AND APPROVAL OF THE ADVANCE COMMITMENT CAPACITY

1. INTRODUCTION

1.1. This note outlines the financial issues relating to the implementation of the ADF-12 Resolution, and is

intended to ensure that the ADF-12 Report and the ADF-12 Resolution, including the implementation of

the commitment capacity under the Advance Commitment Authority (ACA), are properly interpreted and

monitored. Members of the ADF Board of Directors are invited to: (i) consider this report on the

“Financial aspects of ADF-12 implementation and approval of the Advance Commitment Capacity”; and

(ii) approve the Advance Commitment Capacity from internally generated resources for the ADF-12

period totaling UA 2,007.34 million, which will be made available for use upon the approval of the Board

of Directors and the adoption of the ADF-12 Resolution by the Board of Governors.
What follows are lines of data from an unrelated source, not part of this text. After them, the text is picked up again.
//! Thread-safe ledger handle
//!
//! [`SharedLedger`] puts a [`TokenLedger`] behind a single async read-write
//! lock. Every mutation holds the write lock for its whole duration, so
//! mutations are totally ordered and none is observed half-applied.

use std::sync::Arc;
use tokio::sync::RwLock;

use crate::token::event::EventSink;
use crate::token::ledger::{LedgerState, SupplyReport, TokenLedger};
use crate::token::{Address, Amount, TokenError};

/// Cloneable handle to a ledger shared across tasks
pub struct SharedLedger<S> {
    inner: Arc<RwLock<TokenLedger<S>>>,
}

impl<S> Clone for SharedLedger<S> {
    fn clone(&self) -> Self {
        Self {
            inner: Arc::clone(&self.inner),
        }
    }
}

impl<S: EventSink> SharedLedger<S> {
    pub fn new(ledger: TokenLedger<S>) -> Self {
        Self {
            inner: Arc::new(RwLock::new(ledger)),
        }
    }

    pub async fn balance_of(&self, account: &Address) -> Amount {
        self.inner.read().await.balance_of(account)
    }

    pub async fn allowance(&self, owner: &Address, spender: &Address) -> Amount {
        self.inner.read().await.allowance(owner, spender)
    }

    pub async fn total_supply(&self) -> Amount {
        self.inner.read().await.total_supply()
    }

    pub async fn supply_report(&self) -> SupplyReport {
        self.inner.read().await.supply_report()
    }

    /// Copy of the current state
    pub async fn snapshot(&self) -> LedgerState {
        self.inner.read().await.state().clone()
    }

    pub async fn transfer(
        &self,
        caller: &Address,
        recipient: &Address,
        amount: Amount,
    ) -> Result<(), TokenError> {
        self.inner.write().await.transfer(caller, recipient, amount)
    }

    pub async fn approve(
        &self,
        caller: &Address,
        spender: &Address,
        amount: Amount,
    ) -> Result<(), TokenError> {
        self.inner.write().await.approve(caller, spender, amount)
    }

    pub async fn transfer_from(
        &self,
        caller: &Address,
        sender: &Address,
        recipient: &Address,
        amount: Amount,
    ) -> Result<(), TokenError> {
        self.inner
            .write()
            .await
            .transfer_from(caller, sender, recipient, amount)
    }

    pub async fn increase_allowance(
        &self,
        caller: &Address,
        spender: &Address,
        added_value: Amount,
    ) -> Result<(), TokenError> {
        self.inner
            .write()
            .await
            .increase_allowance(caller, spender, added_value)
    }

    pub async fn decrease_allowance(
        &self,
        caller: &Address,
        spender: &Address,
        subtracted_value: Amount,
    ) -> Result<(), TokenError> {
        self.inner
            .write()
            .await
            .decrease_allowance(caller, spender, subtracted_value)
    }

    /// Run a closure with shared access to the ledger
    pub async fn read<R>(&self, f: impl FnOnce(&TokenLedger<S>) -> R) -> R {
        let ledger = self.inner.read().await;
        f(&ledger)
    }

    /// Run a closure with exclusive access to the ledger
    ///
    /// The closure sees no interleaved operations from other handles.
    pub async fn write<R>(&self, f: impl FnOnce(&mut TokenLedger<S>) -> R) -> R {
        let mut ledger = self.inner.write().await;
        f(&mut ledger)
    }
}

#[cfg(test)]
mod tests {
    use super::*;
    use crate::token::LedgerEvent;

    fn accounts(n: usize) -> Vec<Address> {
        (0..n)
            .map(|i| Address::from_seed(&format!("holder-{}", i)))
            .collect()
    }

    #[tokio::test]
    async fn test_concurrent_transfers_conserve_supply() {
        let holders = accounts(8);
        let ledger = SharedLedger::new(TokenLedger::init(
            holders[0],
            "Shared",
            "SHR",
            2,
            80_000,
            Vec::<LedgerEvent>::new(),
        ));

        // Seed every holder
        for holder in holders.iter().skip(1) {
            ledger.transfer(&holders[0], holder, 10_000).await.unwrap();
        }

        let mut handles = Vec::new();
        for (i, from) in holders.iter().copied().enumerate() {
            let ledger = ledger.clone();
            let to = holders[(i + 1) % holders.len()];
            handles.push(tokio::spawn(async move {
                let mut ok = 0u32;
                for _ in 0..100 {
                    if ledger.transfer(&from, &to, 150).await.is_ok() {
                        ok += 1;
                    }
                }
                ok
            }));
        }

        let mut succeeded = 0;
        for handle in handles {
            succeeded += handle.await.unwrap();
        }

        let report = ledger.supply_report().await;
        assert!(report.reconciles);
        assert_eq!(report.total_supply, 80_000);

        let events = ledger.read(|l| l.sink().len()).await;
        assert_eq!(events, holders.len() - 1 + succeeded as usize);
    }

    #[tokio::test]
    async fn test_failed_operations_do_not_leak_state() {
        let holders = accounts(2);
        let ledger = SharedLedger::new(TokenLedger::new(holders[0], "Shared", "SHR", 0, 100));

        let before = ledger.snapshot().await;
        assert!(ledger.transfer(&holders[1], &holders[0], 1).await.is_err());
        assert!(ledger
            .decrease_allowance(&holders[0], &holders[1], 1)
            .await
            .is_err());
        assert_eq!(ledger.snapshot().await, before);
    }

    #[tokio::test]
    async fn test_write_closure_is_exclusive() {
        let holders = accounts(3);
        let ledger = SharedLedger::new(TokenLedger::new(holders[0], "Shared", "SHR", 0, 100));

        ledger
            .write(|l| {
                l.approve(&holders[0], &holders[1], 40)?;
                l.increase_allowance(&holders[0], &holders[2], 10)
            })
            .await
            .unwrap();

        assert_eq!(ledger.allowance(&holders[0], &holders[1]).await, 40);
        assert_eq!(ledger.allowance(&holders[0], &holders[2]).await, 10);
        assert_eq!(ledger.balance_of(&holders[0]).await, 90);
        assert_eq!(ledger.total_supply().await, 100);

        ledger
            .transfer_from(&holders[2], &holders[0], &holders[1], 15)
            .await
            .unwrap();
        assert_eq!(ledger.allowance(&holders[0], &holders[1]).await, 25);

        ledger.approve(&holders[0], &holders[2], 0).await.unwrap();
        ledger
            .increase_allowance(&holders[0], &holders[2], 5)
            .await
            .unwrap();
        assert_eq!(ledger.allowance(&holders[0], &holders[2]).await, 5);
    }
}
//! Server push event definitions
//!
//! The processing service emits JSON envelopes of the form
//! `{"event": "<name>", "params": {...}}` over the push channel. Everything
//! the controller consumes is parsed here into a single typed union so the
//! state machine can be driven by scripted sequences in tests.

use serde::{Deserialize, Serialize};

use crate::results::CompletionPayload;
use crate::types::Severity;

/// Progress line for the console
#[derive(Debug, Clone, Deserialize, Serialize)]
#[serde(rename_all = "camelCase")]
pub struct StatusUpdate {
    pub message: String,
    #[serde(default)]
    pub severity: Severity,
    #[serde(default)]
    pub is_markup: bool,
}

/// New process-wide credit balance
#[derive(Debug, Clone, Copy, Deserialize, Serialize)]
#[serde(rename_all = "camelCase")]
pub struct CreditsUpdated {
    pub credits: u64,
}

/// Analysis-only completion; no downloadable output exists
#[derive(Debug, Clone, Deserialize, Serialize)]
#[serde(rename_all = "camelCase")]
pub struct AnalysisComplete {
    #[serde(default)]
    pub message: Option<String>,
}

/// Fatal processing error
#[derive(Debug, Clone, Deserialize, Serialize)]
#[serde(rename_all = "camelCase")]
pub struct FatalError {
    #[serde(default)]
    pub message: Option<String>,
}

/// Fully typed push event from the processing service
#[derive(Debug, Clone)]
pub enum ServerEvent {
    /// Progress line while processing
    Status(StatusUpdate),
    /// Credit balance changed; may arrive in any phase
    CreditsUpdated(CreditsUpdated),
    /// Full completion with downloadable archive, file tree, and report
    Completed(CompletionPayload),
    /// Analysis-only completion
    AnalysisComplete(AnalysisComplete),
    /// Fatal processing error
    Fatal(FatalError),
    /// Fallback for event names this client does not know
    Unknown {
        event: String,
        params: serde_json::Value,
    },
}

impl ServerEvent {
    /// Parse a raw frame into a typed event.
    ///
    /// Returns `None` for frames that are not event envelopes at all;
    /// well-formed envelopes with unparseable params degrade to `Unknown`.
    pub fn parse(json: &str) -> Option<Self> {
        let value: serde_json::Value = serde_json::from_str(json).ok()?;
        let event = value.get("event").and_then(|v| v.as_str())?;
        let params = value
            .get("params")
            .cloned()
            .unwrap_or(serde_json::Value::Null);
        Some(Self::parse_event(event, params))
    }

    /// Parse an event by name
    fn parse_event(event: &str, params: serde_json::Value) -> Self {
        match event {
            "run.status" => serde_json::from_value(params.clone())
                .map(ServerEvent::Status)
                .unwrap_or_else(|_| Self::unknown(event, params)),
            "run.credits" => serde_json::from_value(params.clone())
                .map(ServerEvent::CreditsUpdated)
                .unwrap_or_else(|_| Self::unknown(event, params)),
            "run.complete" => serde_json::from_value(params.clone())
                .map(ServerEvent::Completed)
                .unwrap_or_else(|_| Self::unknown(event, params)),
            "run.analysisComplete" => serde_json::from_value(params.clone())
                .map(ServerEvent::AnalysisComplete)
                .unwrap_or_else(|_| Self::unknown(event, params)),
            "run.error" => serde_json::from_value(params.clone())
                .map(ServerEvent::Fatal)
                .unwrap_or_else(|_| Self::unknown(event, params)),
            _ => Self::unknown(event, params),
        }
    }

    fn unknown(event: &str, params: serde_json::Value) -> Self {
        ServerEvent::Unknown {
            event: event.to_string(),
            params,
        }
    }

    /// Check if this event ends the processing phase
    pub fn is_terminal(&self) -> bool {
        matches!(
            self,
            ServerEvent::Completed(_) | ServerEvent::AnalysisComplete(_) | ServerEvent::Fatal(_)
        )
    }

    /// Get a human-readable summary for diagnostics
    pub fn summary(&self) -> String {
        match self {
            ServerEvent::Status(s) => s.message.clone(),
            ServerEvent::CreditsUpdated(c) => format!("Credits: {}", c.credits),
            ServerEvent::Completed(p) => format!("Run complete: {}", p.archive_name),
            ServerEvent::AnalysisComplete(a) => a
                .message
                .clone()
                .unwrap_or_else(|| "Analysis complete".to_string()),
            ServerEvent::Fatal(f) => {
                format!(
                    "Fatal: {}",
                    f.message.as_deref().unwrap_or("unknown error")
                )
            }
            ServerEvent::Unknown { event, .. } => format!("Event: {}", event),
        }
    }
}
//! Application state (Model in TEA pattern)

use std::collections::VecDeque;

use serde_json::{Map, Value};
use url::Url;

use zipline_core::{CompletionPayload, ConsoleEntry, SessionId, SessionPhase};

use crate::config::Settings;
use crate::form::FormState;
use crate::session::RunSession;

/// Which of the mutually exclusive screens is shown.
///
/// Derived from [`SessionPhase`] on every render, never stored, so the
/// results and processing views can never be visible at the same time.
#[derive(Debug, Clone, Copy, PartialEq, Eq)]
pub enum ViewMode {
    /// The submission form (Idle)
    Form,
    /// The live console (Uploading, Processing, Failed, analysis-only end)
    Processing,
    /// File tree + report (full completion only)
    Results,
}

/// Maximum console entries kept; older lines roll off the front
const MAX_CONSOLE_ENTRIES: usize = 1000;

/// The complete application state
#[derive(Debug)]
pub struct AppState {
    /// Session lifecycle phase
    pub phase: SessionPhase,

    /// Append-only console log; cleared atomically when a new upload starts
    pub console: VecDeque<ConsoleEntry>,

    /// The live session, if an upload has been accepted
    pub session: Option<RunSession>,

    /// Process-wide credit balance; survives session resets
    pub credits: Option<u64>,

    /// Submission form
    pub form: FormState,

    /// Loaded settings
    pub settings: Settings,

    /// Base URL of the processing service
    pub server: Url,

    /// Options collected at submit time, consumed when the upload lands
    pub pending_options: Option<Map<String, Value>>,

    /// Set when the user asked to quit
    pub should_quit: bool,
}

impl AppState {
    pub fn new(settings: Settings, server: Url) -> Self {
        let form = FormState::new(&settings.options);
        Self {
            phase: SessionPhase::Idle,
            console: VecDeque::new(),
            session: None,
            credits: None,
            form,
            settings,
            server,
            pending_options: None,
            should_quit: false,
        }
    }

    /// Append a console entry, rolling old lines off past the cap
    pub fn push_console(&mut self, entry: ConsoleEntry) {
        self.console.push_back(entry);
        while self.console.len() > MAX_CONSOLE_ENTRIES {
            self.console.pop_front();
        }
    }

    pub fn clear_console(&mut self) {
        self.console.clear();
    }

    /// The screen to show for the current phase
    pub fn view_mode(&self) -> ViewMode {
        match self.phase {
            SessionPhase::Idle => ViewMode::Form,
            SessionPhase::Completed if self.completion().is_some() => ViewMode::Results,
            _ => ViewMode::Processing,
        }
    }

    /// Whether the restart control is offered
    pub fn show_restart(&self) -> bool {
        self.phase.is_terminal()
    }

    /// Completion payload of the current session, if it finished fully
    pub fn completion(&self) -> Option<&CompletionPayload> {
        self.session.as_ref().and_then(RunSession::completion)
    }

    pub fn session_id(&self) -> Option<&SessionId> {
        self.session.as_ref().map(|s| &s.id)
    }
}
1.2. This note covers the actions and measures required to coordinate the financial and operational aspects of

ADF-12 implementation, including implementation of the commitment capacity under the Advance

Commitment Authority (ACA) scheme. This includes harmonisation of the various commitment capacity

monitoring reports by the concerned organizational units, notably ORMU and FFCO. It proposes the

distribution of remaining commitment capacity resources among the various components, viz., national

and regional operations, fragile states facility, and project loans and grants.

1.3. The note proceeds as follows: Section 2 examines carry-over resources from previous ADF

replenishments. Section 3 presents the advance commitment capacity scheme and its implementation.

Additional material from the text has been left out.